## TASK
Return every line of the listing below so that it matches the original exactly.

## RECORD EXCERPTS
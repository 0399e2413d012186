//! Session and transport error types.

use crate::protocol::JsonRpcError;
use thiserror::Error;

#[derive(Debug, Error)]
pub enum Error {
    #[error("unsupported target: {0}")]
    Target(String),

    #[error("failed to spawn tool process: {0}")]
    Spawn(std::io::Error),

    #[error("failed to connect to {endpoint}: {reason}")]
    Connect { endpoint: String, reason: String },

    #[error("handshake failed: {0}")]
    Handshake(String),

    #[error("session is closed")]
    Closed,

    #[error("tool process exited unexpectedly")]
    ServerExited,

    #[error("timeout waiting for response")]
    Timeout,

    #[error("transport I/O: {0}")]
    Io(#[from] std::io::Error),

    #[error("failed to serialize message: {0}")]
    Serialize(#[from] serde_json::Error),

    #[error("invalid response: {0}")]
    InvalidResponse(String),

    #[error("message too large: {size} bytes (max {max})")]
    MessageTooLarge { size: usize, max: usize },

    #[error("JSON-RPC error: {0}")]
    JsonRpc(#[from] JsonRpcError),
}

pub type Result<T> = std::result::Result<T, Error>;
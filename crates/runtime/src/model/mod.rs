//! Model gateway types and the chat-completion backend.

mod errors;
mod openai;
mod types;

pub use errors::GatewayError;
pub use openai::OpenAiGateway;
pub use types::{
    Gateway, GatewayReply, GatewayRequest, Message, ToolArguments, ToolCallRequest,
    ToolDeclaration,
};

## EXPECTED OUTPUT
repository 0399e2413d012186
//! Session and transport error types.

use crate::protocol::JsonRpcError;
use thiserror::Error;

#[derive(Debug, Error)]
pub enum Error {
    #[error("unsupported target: {0}")]
    Target(String),

    #[error("failed to spawn tool process: {0}")]
    Spawn(std::io::Error),

    #[error("failed to connect to {endpoint}: {reason}")]
    Connect { endpoint: String, reason: String },

    #[error("handshake failed: {0}")]
    Handshake(String),

    #[error("session is closed")]
    Closed,

    #[error("tool process exited unexpectedly")]
    ServerExited,

    #[error("timeout waiting for response")]
    Timeout,

    #[error("transport I/O: {0}")]
    Io(#[from] std::io::Error),

    #[error("failed to serialize message: {0}")]
    Serialize(#[from] serde_json::Error),

    #[error("invalid response: {0}")]
    InvalidResponse(String),

    #[error("message too large: {size} bytes (max {max})")]
    MessageTooLarge { size: usize, max: usize },

    #[error("JSON-RPC error: {0}")]
    JsonRpc(#[from] JsonRpcError),
}

pub type Result<T> = std::result::Result<T, Error>;
filename crates/runtime/src/model/mod.rs
//! Model gateway types and the chat-completion backend.

mod errors;
mod openai;
mod types;

pub use errors::GatewayError;
pub use openai::OpenAiGateway;
pub use types::{
    Gateway, GatewayReply, GatewayRequest, Message, ToolArguments, ToolCallRequest,
    ToolDeclaration,
};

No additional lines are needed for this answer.